Como antecipamos, após a dobradinha no Amador do Brasil, Gui Grinberg e Eduardo Matarazzo garantiram suas vagas para disputar o 12º LAAC (Latin America Amateur Championship), de 14 a 17 de janeiro, no percurso El Camaleón, de Mayakoba, em Playa del Carmen, no México. O LAAC, maior torneio amador de golfe da América Latina, dá ao campeão o direito de jogar três majors do golfe profissional: Masters, The Open e US Open.
Com sua vitória acachapante, com 19 abaixo do par e dez de vantagem sobre os adversários, Gui ganhou 118 posições no Ranking Mundial Amador de Golfe (WAGR), publicado nesta quarta-feira, 5 de agosto, para ser o número 374 do mundo e o quarto melhor brasileiro da lista, onde antes ocupava a sétima colocação. Matarazzo, antes o sexto brasileiro do ranking, ganhou 59 posições com seu vice-campeonato para chegar ao 333º lugar do mundo, como o terceiro melhor brasileiro.
Classificam-se para o LAAC 108 jogadores, sendo todos os campeões anteriores e os Top 10 da última edição (desde que continuem como amadores), com as demais posições — cerca de 100 — sendo distribuídas aos melhores latino-americanos do WAGR, com limite de oito por país. O Brasil classificou pelo menos seis jogadores nas últimas edições, o que deve pelo menos se repetir quando a lista for fechada pelo WAGR de 9 de setembro.
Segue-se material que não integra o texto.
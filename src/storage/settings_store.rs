use crate::{
    domain::{error::RelayError, models::ChatSettings},
    storage::SqliteStore,
};

impl SqliteStore {
    /// Reads the settings row for a chat, creating an unconfigured row
    /// (no interval yet) when the chat is seen for the first time.
    pub async fn ensure_chat_settings(&self, chat_id: i64) -> Result<ChatSettings, RelayError> {
        let now = super::util::now_unix_ms();

        sqlx::query(
            "INSERT INTO chat_settings(chat_id, snapshot_interval_secs, updated_at_ms) \
             VALUES(?, NULL, ?) ON CONFLICT(chat_id) DO NOTHING",
        )
        .bind(chat_id)
        .bind(i64::try_from(now).unwrap_or(i64::MAX))
        .execute(self.pool())
        .await
        .map_err(|error| RelayError::Storage(format!("failed to seed chat settings: {error}")))?;

        self.get_chat_settings(chat_id).await?.ok_or_else(|| {
            RelayError::Storage(format!("chat settings row missing after seed: {chat_id}"))
        })
    }

    pub async fn get_chat_settings(
        &self,
        chat_id: i64,
    ) -> Result<Option<ChatSettings>, RelayError> {
        let row = sqlx::query_as::<_, (i64, Option<i64>, i64)>(
            "SELECT chat_id, snapshot_interval_secs, updated_at_ms \
             FROM chat_settings WHERE chat_id = ? LIMIT 1",
        )
        .bind(chat_id)
        .fetch_optional(self.pool())
        .await
        .map_err(|error| RelayError::Storage(format!("failed to read chat settings: {error}")))?;

        Ok(row.map(|(chat_id, snapshot_interval_secs, updated_at_ms)| ChatSettings {
            chat_id,
            snapshot_interval_secs,
            updated_at_ms: u64::try_from(updated_at_ms).unwrap_or(0),
        }))
    }

    /// The configured snapshot interval, or `None` when the chat has
    /// never set one.
    pub async fn snapshot_interval(&self, chat_id: i64) -> Result<Option<i64>, RelayError> {
        Ok(self
            .get_chat_settings(chat_id)
            .await?
            .and_then(|settings| settings.snapshot_interval_secs))
    }

    pub async fn set_snapshot_interval(
        &self,
        chat_id: i64,
        interval_secs: i64,
    ) -> Result<ChatSettings, RelayError> {
        let now = super::util::now_unix_ms();

        sqlx::query(
            "INSERT INTO chat_settings(chat_id, snapshot_interval_secs, updated_at_ms) \
             VALUES(?, ?, ?) \
             ON CONFLICT(chat_id) DO UPDATE SET \
             snapshot_interval_secs = excluded.snapshot_interval_secs, \
             updated_at_ms = excluded.updated_at_ms",
        )
        .bind(chat_id)
        .bind(interval_secs)
        .bind(i64::try_from(now).unwrap_or(i64::MAX))
        .execute(self.pool())
        .await
        .map_err(|error| {
            RelayError::Storage(format!("failed to persist chat settings: {error}"))
        })?;

        Ok(ChatSettings {
            chat_id,
            snapshot_interval_secs: Some(interval_secs),
            updated_at_ms: now,
        })
    }
}

#[cfg(test)]
mod tests {
    use crate::storage::SqliteStore;

    async fn open_store(temp: &tempfile::TempDir) -> SqliteStore {
        SqliteStore::connect(&temp.path().join("relay.db"))
            .await
            .expect("store should connect")
    }

    #[tokio::test]
    async fn interval_is_unconfigured_until_first_set() {
        let temp = tempfile::tempdir().expect("temp dir should be created");
        let store = open_store(&temp).await;

        let seeded = store
            .ensure_chat_settings(42)
            .await
            .expect("settings should seed");
        assert_eq!(seeded.snapshot_interval_secs, None);
        assert_eq!(
            store.snapshot_interval(42).await.expect("read should work"),
            None
        );
    }

    #[tokio::test]
    async fn set_interval_round_trips_and_overwrites() {
        let temp = tempfile::tempdir().expect("temp dir should be created");
        let store = open_store(&temp).await;

        store
            .set_snapshot_interval(42, 30)
            .await
            .expect("interval should persist");
        assert_eq!(
            store.snapshot_interval(42).await.expect("read should work"),
            Some(30)
        );

        store
            .set_snapshot_interval(42, 0)
            .await
            .expect("interval should persist");
        assert_eq!(
            store.snapshot_interval(42).await.expect("read should work"),
            Some(0)
        );
    }

    #[tokio::test]
    async fn chats_are_keyed_independently() {
        let temp = tempfile::tempdir().expect("temp dir should be created");
        let store = open_store(&temp).await;

        store
            .set_snapshot_interval(1, 15)
            .await
            .expect("interval should persist");

        assert_eq!(
            store.snapshot_interval(1).await.expect("read should work"),
            Some(15)
        );
        assert_eq!(
            store.snapshot_interval(2).await.expect("read should work"),
            None
        );
    }
}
Herik Machado, 58º do mundo e melhor brasileiro do WAGR, já está classificado por ter sido Top 10 (6º) em janeiro passado. Pela ordem, Matheus Balestrin (152º), Dudu (333º), Gui (374º), Igor Cruz (387º) e Marcos Negrini (415º) — os seis primeiros brasileiros — devem jogar no LAAC. Mas a lista pode incluir ainda Arthur Fernandes, que perdeu 138 posições esta semana para ser o sétimo brasileiro, em 523º lugar, e até Luca Almeida, que não jogou no Amador, mas subiu para oitavo brasileiro, na 614ª posição. Dos oito primeiros brasileiros da lista, sete são de clubes paulistas, e dos seis melhores, três são do Damha.
Entre as mulheres, as três brasileiras que terminaram o Amador entre as Top 10 também subiram no ranking. Eduarda Roggero, a vice-campeã, ganhou 82 posições e passou a ser a terceira melhor brasileira da lista, na 498ª colocação. Duda Rocha, terceira colocada do Amador, subiu 15 posições, mantendo-se como a melhor brasileira do WAGR, em 244º lugar. E Bia Menga, oitava no Amador, subiu 11 colocações para ser a sexta brasileira da lista, no 906º lugar.
O maior salto foi de Carla Ziliotto, que, apesar do Top 20, ganhou 540 posições e, um ano depois de voltar ao golfe competitivo, já é a oitava brasileira do WAGR, na 1.524ª posição. As mulheres aguardam a lista de participantes do WALA (Women’s Amateur Latin America), com a mesma importância do LAAC e também oferecendo vagas para três majors. Até agora, o R&A e a ANNIKA Foundation, que organizam o evento, definiram a data, de 19 a 22 de novembro, mas não o local. Jogam o WALA as 60 melhores latino-americanas. Em 2025, o Brasil conseguiu levar cinco jogadoras.